Bloody Sunday occurred in Dublin on 21 November 1920 and would mark a turning point for the War of Independence leaving 31 people dead in a single day. This would become important event in the military struggle between the IRA and the British armed forces in Ireland at the time.
The killing of the Cairo Gang on Bloody Sunday
British intelligence had a large network of spies located in Dublin including 18 high-ranking spies that were nicknamed the Cairo Gang. The nickname was given after they used the Cairo Café in Grafton Street as a meeting point but also for their operations in Egypt and Palestine during the First World War.
The IRA had already created a hit squad in 1919 who was tasked with locating and assassinating British intelligence officers. With the Cairo Gang putting IRA operations in danger the IRA Chief of Intelligence, Michael Collins, gave the order to have them assassinated in November 1920.
The day before Bloody Sunday the IRA squads were briefed on their targets which included 20 agents in 8 different locations and on the morning of November 21st the IRA set out across Dublin to assassinate their targets. In total, 15 of the targets were killed with many others not being at known locations. Although a high number of the targets were not caught the events that morning had the majority of them running scared with many feeling Dublin Castle.
The massacre at Croke Park
At 1:30pm on the same day of the British intelligence killings Lieutenant-Colonel Bray at Collinstown gave the order to raid a Gaelic football match at Croke Park and have every man searched. Their orders were:
There is a football match between a TIPPERARY team and a DUBLIN team taking place at CROKE PARK at 1445 hours this afternoon.
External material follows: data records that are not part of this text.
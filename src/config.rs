//! Environment configuration
//!
//! Both binaries load an optional `.env` file with `dotenvy` and then read
//! [`AppConfig::from_env`]. Parsing goes through a lookup function so it can
//! be tested without touching the process environment.

use std::collections::HashMap;
use std::net::SocketAddr;
use std::time::Duration;

use thiserror::Error;

use crate::llm::{GenerationConfig, Model};

/// Origins allowed when `ALLOWED_ORIGINS` is unset
pub const DEV_ORIGINS: [&str; 3] = [
    "http://localhost:3000",
    "http://localhost:19006",
    "exp://localhost:19000",
];

#[derive(Error, Debug, PartialEq)]
pub enum ConfigError {
    #[error("Missing required environment variable {0}")]
    Missing(&'static str),

    #[error("Invalid value for {name}: {reason}")]
    Invalid { name: &'static str, reason: String },
}

/// Where messages are persisted
#[derive(Debug, Clone, PartialEq)]
pub enum DatabaseTarget {
    Postgres(String),
    /// `memory://`, non-durable
    Memory,
}

/// Chat-delivery credentials
#[derive(Debug, Clone, PartialEq)]
pub struct StreamSettings {
    pub api_key: String,
    pub secret: String,
    pub location: Option<String>,
}

#[derive(Debug, Clone, PartialEq)]
pub enum AllowedOrigins {
    Any,
    List(Vec<String>),
}

#[derive(Debug, Clone, PartialEq)]
pub struct AppConfig {
    pub database: DatabaseTarget,
    pub pool_size: usize,
    pub bind_addr: SocketAddr,
    pub allowed_origins: AllowedOrigins,
    pub model: Model,
    /// Credential for the provider `model` selects
    pub completion_api_key: String,
    pub completion_timeout: Duration,
    pub generation: GenerationConfig,
    pub persona: Option<String>,
    /// `None` disables chat delivery
    pub stream: Option<StreamSettings>,
    pub assistant_id: String,
    pub amqp_url: String,
    pub queue_name: String,
    pub max_redeliveries: Option<u32>,
    pub seed_admin: bool,
}

impl AppConfig {
    /// Read configuration from the process environment
    pub fn from_env() -> Result<Self, ConfigError> {
        Self::from_lookup(|name| std::env::var(name).ok())
    }

    /// Read configuration from a fixed set of variables
    pub fn from_map(vars: &HashMap<String, String>) -> Result<Self, ConfigError> {
        Self::from_lookup(|name| vars.get(name).cloned())
    }

    pub fn from_lookup<F>(lookup: F) -> Result<Self, ConfigError>
    where
        F: Fn(&str) -> Option<String>,
    {
        // Empty values count as unset
        let get = |name: &str| lookup(name).map(|v| v.trim().to_string()).filter(|v| !v.is_empty());

        let database = match get("DATABASE_URL") {
            Some(url) if url.starts_with("memory://") => DatabaseTarget::Memory,
            Some(url) => DatabaseTarget::Postgres(url),
            None => return Err(ConfigError::Missing("DATABASE_URL")),
        };

        let pool_size = parse_or("DATABASE_POOL_SIZE", get("DATABASE_POOL_SIZE"), 16usize)?;
        let bind_addr = parse_or(
            "BIND_ADDR",
            get("BIND_ADDR"),
            SocketAddr::from(([0, 0, 0, 0], 8000)),
        )?;

        let allowed_origins = match get("ALLOWED_ORIGINS") {
            Some(raw) if raw == "*" => AllowedOrigins::Any,
            Some(raw) => {
                let list: Vec<String> = raw
                    .split(',')
                    .map(str::trim)
                    .filter(|o| !o.is_empty())
                    .map(String::from)
                    .collect();
                if let Some(bad) = list.iter().find(|o| !o.contains("://")) {
                    return Err(ConfigError::Invalid {
                        name: "ALLOWED_ORIGINS",
                        reason: format!("{:?} is not a scheme://host origin", bad),
                    });
                }
                AllowedOrigins::List(list)
            }
            None => AllowedOrigins::List(DEV_ORIGINS.iter().map(|o| o.to_string()).collect()),
        };

        let model = match get("COMPLETION_MODEL") {
            Some(raw) => raw.parse::<Model>().map_err(|e| ConfigError::Invalid {
                name: "COMPLETION_MODEL",
                reason: e.to_string(),
            })?,
            None => Model::default(),
        };

        let key_var = match model {
            Model::OpenAi(_) => "OPENAI_API_KEY",
            Model::Anthropic(_) => "ANTHROPIC_API_KEY",
        };
        let completion_api_key = get(key_var).ok_or(ConfigError::Missing(key_var))?;

        let timeout_secs = parse_or("COMPLETION_TIMEOUT_SECS", get("COMPLETION_TIMEOUT_SECS"), 60u64)?;

        let max_tokens = parse_or(
            "COMPLETION_MAX_TOKENS",
            get("COMPLETION_MAX_TOKENS"),
            GenerationConfig::default().max_tokens,
        )?;
        if max_tokens == 0 {
            return Err(ConfigError::Invalid {
                name: "COMPLETION_MAX_TOKENS",
                reason: "must be at least 1".to_string(),
            });
        }
        let mut generation = GenerationConfig::new(max_tokens);
        if let Some(raw) = get("COMPLETION_TEMPERATURE") {
            let temperature: f32 = parse("COMPLETION_TEMPERATURE", &raw)?;
            if !(0.0..=2.0).contains(&temperature) {
                return Err(ConfigError::Invalid {
                    name: "COMPLETION_TEMPERATURE",
                    reason: format!("{} is outside 0.0..=2.0", temperature),
                });
            }
            generation = generation.with_temperature(temperature);
        }

        let stream = match (get("STREAM_API_KEY"), get("STREAM_SECRET")) {
            (Some(api_key), Some(secret)) => Some(StreamSettings {
                api_key,
                secret,
                location: get("STREAM_LOCATION"),
            }),
            _ => None,
        };

        let amqp_url = get("AMQP_URL")
            .or_else(|| get("RABBITMQ_HOST").map(|host| format!("amqp://{}:5672/%2f", host)))
            .unwrap_or_else(|| "amqp://localhost:5672/%2f".to_string());

        let max_redeliveries = match get("MAX_REDELIVERIES") {
            Some(raw) => Some(parse("MAX_REDELIVERIES", &raw)?),
            None => None,
        };

        let seed_admin = match get("SEED_ADMIN").as_deref() {
            None => true,
            Some("1" | "true" | "yes") => true,
            Some("0" | "false" | "no") => false,
            Some(other) => {
                return Err(ConfigError::Invalid {
                    name: "SEED_ADMIN",
                    reason: format!("expected true or false, got {:?}", other),
                })
            }
        };

        Ok(Self {
            database,
            pool_size,
            bind_addr,
            allowed_origins,
            model,
            completion_api_key,
            completion_timeout: Duration::from_secs(timeout_secs),
            generation,
            persona: get("SYSTEM_PERSONA"),
            stream,
            assistant_id: get("ASSISTANT_USER_ID").unwrap_or_else(|| "ai_assistant".to_string()),
            amqp_url,
            queue_name: get("QUEUE_NAME").unwrap_or_else(|| "chat_queue".to_string()),
            max_redeliveries,
            seed_admin,
        })
    }
}

fn parse<T>(name: &'static str, raw: &str) -> Result<T, ConfigError>
where
    T: std::str::FromStr,
    T::Err: std::fmt::Display,
{
    raw.parse::<T>().map_err(|e| ConfigError::Invalid {
        name,
        reason: e.to_string(),
    })
}

fn parse_or<T>(name: &'static str, raw: Option<String>, default: T) -> Result<T, ConfigError>
where
    T: std::str::FromStr,
    T::Err: std::fmt::Display,
{
    match raw {
        Some(raw) => parse(name, &raw),
        None => Ok(default),
    }
}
You will surround the ground and picquet all exits, No picquet should be less than 1 Officer and 15 men.
About a quarter of an hour before the match is over a Special Intelligence Officer will warn by megaphone all people present at the match that they will only leave the ground by the exits. Anybody attempting to get away elsewhere will be shot.” Every man present was to be stopped and searched.
Although scheduled to start at 2:45pm the kick off was 30 minutes late. Numbers in attendance were unknown and had varied between 5000 – 15000. The security forces began surrounding the stadium grounds and at 3:25pm the first shots rang out, within a few minutes 14 people lay dead or were dying. Many others were injured due to the stampede of spectators fleeing in panic.
Controversy has always surrounded who was the blame for the killings at Croke Park. Many historians believe the killings were in revenge for the earlier killings of the British intelligence officers with others blaming a gun man opening fire on security forces from within Croke Park.
After the massacre two military courts found that “the fire of the RIC was carried out without orders and exceeded the demands of the situation” and Major-General Boyd, the officer commanding Dublin District, added “the firing on the crowd was carried out without orders, was indiscriminate, and unjustifiable, with the exception of any shooting which took place inside the enclosure”.
This information was suppressed by the British Government until the year 2000.
Aftermath of the killings at Croke Park
The news of the murders at Croke Park made international headlines but in Britain the killings of the British agents during that morning had received more attention. When the killings of Croke Park were brought up at Westminster in London by Joseph Devlin he was shouted down and the sitting was suspended.
Public opinion in Ireland of the Auxiliaries and the Black and Tans quickly turned and gave more support for a republican government under Éamon de Valera.
Today Bloody Sunday is still remembered and in memory of Michael Hogan, the player killed during the match, the Gaelic Athletic Association named one of the stands the Hogan Stand.
- David Leeson, Death in the Afternoon: The Croke Park Massacre, 21 November 1920
- T. Ryle Dwyer, The Squad and the intelligence operations of Michael Collins, Dublin, 2005.